Chadwick, played by Alex Sharp, was a Latin teacher who was dispatched by his uncle, the headmaster, to chaperone two Jewish boys to the UK. He barely spoke of what he did before his death in the 1970s; in a scant two-page account, he said: “I shall always have a feeling of shame that I didn’t get more out.”
Chadwick’s son Charles, 91, told The Post, “He only did what other people could have done. All one can say is that the human spirit is capable of a great deal of goodness given half the chance.”
Doreen Warriner, who died in 1972 and is portrayed by Romola Garai in the film, focused on organizing the escape of anti-Nazi activists.
She became the British Committee for Refugees from Czechoslovakia’s representative and sent exasperated letters to London newspapers that almost got her fired.

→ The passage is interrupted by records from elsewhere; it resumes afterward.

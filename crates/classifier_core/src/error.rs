use std::path::PathBuf;
use thiserror::Error;

/// Failures acquiring or streaming from a camera device.
#[derive(Debug, Error)]
pub enum CameraError {
    #[error("No camera device available: {reason}")]
    NoDevice { reason: String },
    #[error("Camera {name} stream failed: {source}")]
    Stream {
        name: String,
        source: std::io::Error,
    },
    #[error("Camera {name} stopped delivering frames")]
    Exhausted { name: String },
    #[error("Failed to start capture thread: {0}")]
    Spawn(#[source] std::io::Error),
}

/// Failures loading or running the classification model.
#[derive(Debug, Error)]
pub enum ClassifyError {
    #[error("Model file is missing: {0}")]
    MissingModel(PathBuf),
    #[error("Labels file is missing: {0}")]
    MissingLabels(PathBuf),
    #[error("Failed to read labels {path}: {source}")]
    ReadLabels {
        path: PathBuf,
        source: std::io::Error,
    },
    #[error("Invalid labels file {path}: {message}")]
    InvalidLabels { path: PathBuf, message: String },
    #[error("Model runtime error: {0}")]
    Runtime(String),
    #[error("Model returned no results")]
    NoResults,
    #[error("Model returned a non-finite score for class {index}")]
    InvalidScores { index: usize },
}

/// Failures loading the application configuration.
#[derive(Debug, Error)]
pub enum ConfigError {
    #[error("Failed to read config {path}: {source}")]
    Read {
        path: PathBuf,
        source: std::io::Error,
    },
    #[error("Invalid config {path}: {source}")]
    ParseToml {
        path: PathBuf,
        source: toml::de::Error,
    },
}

Refugees needed “visas not chocolate,” she wrote.
Her nephew, Henry Warriner only learned of her efforts from an obituary in The Times of London.
“I was amazed, I was shocked,” he said, and subsequently wrote a biography, “Doreen Warriner’s War.”
Winton died in 2015, aged 106, on the 76th anniversary of the departure of the train carrying the largest number of children, 241. He had become a friend of many of those he had saved.
At least 6,000 people, possibly many more, are descended from the children saved by Britain’s Oskar Schindler.